The poor analogies for "economic management" go beyond vehicles: 430,000 want to reboot the economy. These analogies fail because they are analogous to nothing. Economies are not 'rebooted', 'kick-started', or 'revved'. Tim Geithner isn't in the driver's seat, pushing levers and steering around chicanes. He's in a big office chair, squinting at tables of figures that reflect the agglomerated decisions of millions of car drivers, computer users, construction workers, soccer players, insurance estimators, and pantyhose salesmen.

So how should we talk about the economy? We can't expostulate theory every time we speak, so we need some shorthand. Here are a few analogies that could mean something:
  • Tying the hands of taxpayers/local gov'ts/businesses. Regulations or endogenous constraints can narrow the number of choices available to economic agents, worsening their well-being.
  • Herding cats. Timmy G. can relate to this one, I'm sure.
  • Mending wall. Externalities can create perverse incentives; good fences make good neighbors.
  • Losing the milk money. People in positions of trust can abuse their power with carelessness or malice.
  • Pushing a car up a hill. For those of you who love car analogies: the fact that GM is dead as a Chevy Vega hasn't stopped the government from trying to huff and puff it back to life.

Lebanon Election Wrap-Up

The March 14 Forces won yesterday's elections in Lebanon decisively but not overwhelmingly. They'll remain a slim majority in Parliament, but be obliged to form another national unity government with their opponents.

The Daily Star notes that Christians were the swing vote in this elections, while Sunnis and Druze stayed with March 14 and Shi'ites anchored the pro-Syrian coalition. Less than 30 of the 128 seats were really contested, and the most hotly contested of these were in the Metn and Zahle, where I have family. The Metn's seats ended up splitting, while Zahle's seven seats went to the March 14 Forces.
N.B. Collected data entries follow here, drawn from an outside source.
//! 球体碰撞体

use glam::Vec3;

use crate::math::{circle_tangent_points, line_segment_sphere_intersection, project_onto, sphere_sphere_intersection};
use super::{direction_or, CollisionStatus, ContactPoint, Frame, MIN_COLLIDER_RADIUS};

/// 切点离固定端过近时不再绕行
const MIN_TANGENT_DISTANCE_SQR: f32 = 0.01;

/// 球体碰撞体
#[derive(Clone, Debug, PartialEq)]
pub struct SphereCollider {
    /// 球心所在坐标系
    pub frame: Frame,
    /// 半径（本地单位）
    pub radius: f32,
    pub enabled: bool,
}

impl SphereCollider {
    pub fn new(origin: Vec3, radius: f32) -> Self {
        Self::with_frame(Frame::from_translation(origin), radius)
    }

    pub fn with_frame(frame: Frame, radius: f32) -> Self {
        Self { frame, radius, enabled: true }
    }

    #[inline]
    pub fn origin(&self) -> Vec3 {
        self.frame.translation
    }

    #[inline]
    pub fn is_active(&self) -> bool {
        self.enabled && self.radius > MIN_COLLIDER_RADIUS && self.frame.is_valid()
    }

    /// 点是否在球内
    pub fn contains(&self, point: Vec3) -> bool {
        let local = self.frame.to_local_point(point);
        local.length_squared() <= self.radius * self.radius
    }

    /// 修正尾端位置
    pub fn resolve(&self, head: Vec3, tail: Vec3, tail_radius: f32) -> (Vec3, CollisionStatus) {
        if !self.is_active() {
            return (tail, CollisionStatus::NoCollision);
        }

        let local_head = self.frame.to_local_point(head);
        let local_tail = self.frame.to_local_point(tail);
        let local_tail_radius = self.frame.to_local_length(tail_radius);

        let (new_local_tail, status) =
            resolve_local_sphere(local_head, local_tail, local_tail_radius, Vec3::ZERO, self.radius);
        match status {
            CollisionStatus::NoCollision => (tail, status),
            _ => (self.frame.to_world_point(new_local_tail), status),
        }
    }

    /// 尾端对应的表面接触点
    pub fn contact_point(&self, tail: Vec3) -> ContactPoint {
        let local_normal = direction_or(self.frame.to_local_point(tail), Vec3::Y);
        ContactPoint {
            position: self.frame.to_world_point(local_normal * self.radius),
            normal: self.frame.to_world_direction(local_normal),
        }
    }

    /// 带半径的线段是否与球相交
    pub fn intersects_segment(&self, a: Vec3, b: Vec3, segment_radius: f32) -> bool {
        if !self.is_active() {
            return false;
        }
        local_segment_hits_sphere(
            self.frame.to_local_point(a),
            self.frame.to_local_point(b),
            self.radius + self.frame.to_local_length(segment_radius),
            Vec3::ZERO,
        )
    }

    /// 线段碰撞：让活动端绕过球体
    ///
    /// 活动端沿固定端到切点的方向重新放置，保持线段长度。
    /// 固定端在合成球内时无法求切点，返回 HeadEmbedded 且不修改位置。
    pub fn resolve_segment(&self, fixed: Vec3, mover: Vec3, segment_radius: f32) -> (Vec3, CollisionStatus) {
        if !self.intersects_segment(fixed, mover, segment_radius) {
            return (mover, CollisionStatus::NoCollision);
        }

        let Some(tangent) = self.find_tangent_point(fixed, mover, segment_radius) else {
            return (mover, CollisionStatus::HeadEmbedded);
        };

        let fixed_to_tangent = tangent - fixed;
        if fixed_to_tangent.length_squared() > MIN_TANGENT_DISTANCE_SQR {
            let original_length = (mover - fixed).length();
            return (fixed + fixed_to_tangent.normalize() * original_length, CollisionStatus::TailCollision);
        }
        (mover, CollisionStatus::TailCollision)
    }

    /// 从固定端出发、离活动端最近的切点（世界空间）
    fn find_tangent_point(&self, fixed: Vec3, mover: Vec3, segment_radius: f32) -> Option<Vec3> {
        let fixed_point = self.frame.to_local_point(fixed);
        let moving_point = self.frame.to_local_point(mover);
        let combined_radius = self.radius + self.frame.to_local_length(segment_radius);

        let distance = fixed_point.length();
        let (ta, tb) = circle_tangent_points(distance, combined_radius)?;

        // 切线所在平面：x 轴指向固定端，y 轴为活动端方向去掉 x 分量
        let x_axis = fixed_point / distance;
        let fixed_to_moving = moving_point - fixed_point;
        let y_axis = direction_or(fixed_to_moving - project_onto(fixed_to_moving, x_axis), x_axis.any_orthonormal_vector());

        let tangent_a = x_axis * ta.x + y_axis * ta.y;
        let tangent_b = x_axis * tb.x + y_axis * tb.y;
        let local_tangent = if tangent_a.distance_squared(moving_point) < tangent_b.distance_squared(moving_point) {
            tangent_a
        } else {
            tangent_b
        };
        Some(self.frame.to_world_point(local_tangent))
    }
}

/// 本地空间的球体碰撞（球体和胶囊端帽共用）
pub(crate) fn resolve_local_sphere(
    local_head: Vec3,
    local_tail: Vec3,
    local_tail_radius: f32,
    sphere_origin: Vec3,
    sphere_radius: f32,
) -> (Vec3, CollisionStatus) {
    let combined_radius = sphere_radius + local_tail_radius;
    let origin_to_tail = local_tail - sphere_origin;
    if origin_to_tail.length_squared() >= combined_radius * combined_radius {
        return (local_tail, CollisionStatus::NoCollision);
    }

    let origin_to_head = local_head - sphere_origin;
    if origin_to_head.length_squared() <= sphere_radius * sphere_radius {
        // 头部在球内，只能把尾端沿径向推出
        let direction = direction_or(origin_to_tail, direction_or(origin_to_head, Vec3::Y));
        return (sphere_origin + direction * combined_radius, CollisionStatus::HeadEmbedded);
    }

    // 以头部为球心、骨骼长度为半径的球与合成球求交，取交线圆上离原尾端最近的点
    let head_radius = (local_tail - local_head).length();
    let new_tail = match sphere_sphere_intersection(local_head, head_radius, sphere_origin, combined_radius) {
        Some(intersection) => intersection.project_point(local_tail),
        None => local_tail,
    };
    (new_tail, CollisionStatus::TailCollision)
}

pub(crate) fn local_segment_hits_sphere(a: Vec3, b: Vec3, combined_radius: f32, origin: Vec3) -> bool {
    matches!(
        line_segment_sphere_intersection(origin, combined_radius, a, b),
        Some((t1, t2)) if t1 <= 1.0 && t2 >= 0.0
    )
}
Al-Jazeera editorializes its 'news' report with a photo of "March 14 supporters celebrat[ing]", which shows a scantily clad Lebanese brunette draining a large beer. The Arab media frames Lebanese politics as a contest between supporters of Hezbollah and the "Western-backed" March 14 coalition. The Western media is more likely to call the opposition "Syrian-backed" or "Iranian-backed" and note that the March 14 Forces rallied around the assassinated Rafiq Hariri.